IV.) Ms. Warner’s thought process is representative of the mind’s defense against change. We all do it. It’s a powerful mechanism as creatures of habit. What makes it so tempting to do this is that it is so easy, and so powerfully irrational. It relies on confirming what we already believe to confirm what we are going to believe. If we see something that doesn’t align with what we already believe, we don’t explore new options, we usually just switch our viewpoint on the event to where it lines up with our preexisting beliefs. Here’s an example. Christians don’t believe in evolution. Irrefutable evidence of evolution comes forward. At first, they just refute it. Then they say God made evolution possible. Now we have distinctions in science made by Christians, separating science into observational science and historical science. Historical science can’t be observed, and therefore, we can’t really know what happened. Rather than accepting that everything they know could be entirely false, which I’m not saying it is (I’m also not not saying it), They merely found a work around that allows them to still believe what they were going to believe in the first place while coexisting with the evidence. That’s what happened here with Ms. Warner, down to a ‘T’. Not only did she refuse to believe that higher education was corrupt while she went there as a student, she even wrote an article about it. If you don’t think that’s important, you’re about to find out why it is.

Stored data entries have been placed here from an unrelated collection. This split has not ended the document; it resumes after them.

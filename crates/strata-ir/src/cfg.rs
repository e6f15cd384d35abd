//! Control-flow graph queries over the blocks of one region.
//!
//! Edges come from the successor lists of each block's last operation. A
//! `cf.cond_br` whose two targets coincide contributes two edges.

use std::collections::BTreeMap;

use smallvec::SmallVec;

use crate::context::IrContext;
use crate::refs::{BlockRef, RegionRef};

/// Successor blocks of `block`, in branch order.
pub fn successors(ctx: &IrContext, block: BlockRef) -> SmallVec<[BlockRef; 2]> {
    ctx.block_terminator(block)
        .map(|op| ctx.op(op).successors.iter().copied().collect())
        .unwrap_or_default()
}

/// Map every block of `region` to its predecessors, one entry per edge.
///
/// Blocks without predecessors map to an empty list. Predecessors appear in
/// region order.
pub fn predecessors(ctx: &IrContext, region: RegionRef) -> BTreeMap<BlockRef, Vec<BlockRef>> {
    let blocks = &ctx.region(region).blocks;
    let mut preds: BTreeMap<BlockRef, Vec<BlockRef>> =
        blocks.iter().map(|&b| (b, Vec::new())).collect();
    for &block in blocks {
        for succ in successors(ctx, block) {
            preds.entry(succ).or_default().push(block);
        }
    }
    preds
}

/// Blocks other than the region's entry that no branch targets.
pub fn unreachable_blocks(ctx: &IrContext, region: RegionRef) -> Vec<BlockRef> {
    let entry = ctx.region_entry(region);
    let preds = predecessors(ctx, region);
    ctx.region(region)
        .blocks
        .iter()
        .copied()
        .filter(|&b| Some(b) != entry && preds.get(&b).is_none_or(|p| p.is_empty()))
        .collect()
}
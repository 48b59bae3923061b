//! Real-estate holdings.

use chrono::NaiveDate;
use empire_core::{apply_factor, checked_sum, ValidationError};
use rust_decimal::Decimal;
use serde::{Deserialize, Serialize};
use tracing::info;

#[derive(Clone, Debug, PartialEq, Serialize, Deserialize)]
pub struct Property {
    pub location: String,
    pub purchase_price: Decimal,
    /// Current market value.
    pub value: Decimal,
    /// Rent fixed at purchase.
    pub monthly_rent: Decimal,
    pub acquired: NaiveDate,
}

/// Properties owned by the empire. Totals are derived, never cached.
#[derive(Clone, Debug, Default)]
pub struct RealEstatePortfolio {
    properties: Vec<Property>,
}

impl RealEstatePortfolio {
    pub fn new() -> Self {
        Self::default()
    }

    pub fn properties(&self) -> &[Property] {
        &self.properties
    }

    pub fn total_value(&self) -> Result<Decimal, ValidationError> {
        checked_sum(self.properties.iter().map(|p| p.value))
    }

    pub fn monthly_rental_income(&self) -> Result<Decimal, ValidationError> {
        checked_sum(self.properties.iter().map(|p| p.monthly_rent))
    }

    /// Buy a property; rent is `price * rental_yield` per month.
    pub fn acquire(
        &mut self,
        location: impl Into<String>,
        price: Decimal,
        rental_yield: f64,
        date: NaiveDate,
    ) -> Result<&Property, ValidationError> {
        if price < Decimal::ZERO {
            return Err(ValidationError::NegativeMoney);
        }
        let monthly_rent = apply_factor(price, rental_yield)?;
        let location = location.into();
        info!(%location, %price, %monthly_rent, "property acquired");
        self.properties.push(Property {
            location,
            purchase_price: price,
            value: price,
            monthly_rent,
            acquired: date,
        });
        Ok(&self.properties[self.properties.len() - 1])
    }

    /// Grow every property's value by `rate` (e.g. 0.05 / 12 for one month).
    pub fn appreciate(&mut self, rate: f64) -> Result<(), ValidationError> {
        for p in &mut self.properties {
            p.value = apply_factor(p.value, 1.0 + rate)?;
        }
        Ok(())
    }
}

V.) Defense against change manifests itself in one of two ways: Crowd sourcing opinion and frantic activity. Ms. Warner accomplished both. Rather than re-thinking what she knew, rather than at least forming a group dedicated to fighting corruption in higher education, she convinced herself it couldn’t have been corrupted while she was attending as a student and then wrote an article about it. Since she expended energy both convincing herself and convincing others by writing an article about how higher education has become corrupt, she no longer has to challenge her own beliefs. Status quo is maintained in her mind, and she can continue being a productive consumer while convincing herself that she isn’t one. What we keeping forgetting is that this works both ways. as long as status quo is maintained for her and everyone who agrees with her, so too is the status quo for the corrupt universities. Marina isn’t going to realize this, she’s set in her ways. To any of you who believe you can change the system, I will offer you these words: This will be cripplingly difficult, but you must find people who believe in what you believe in, and you must act.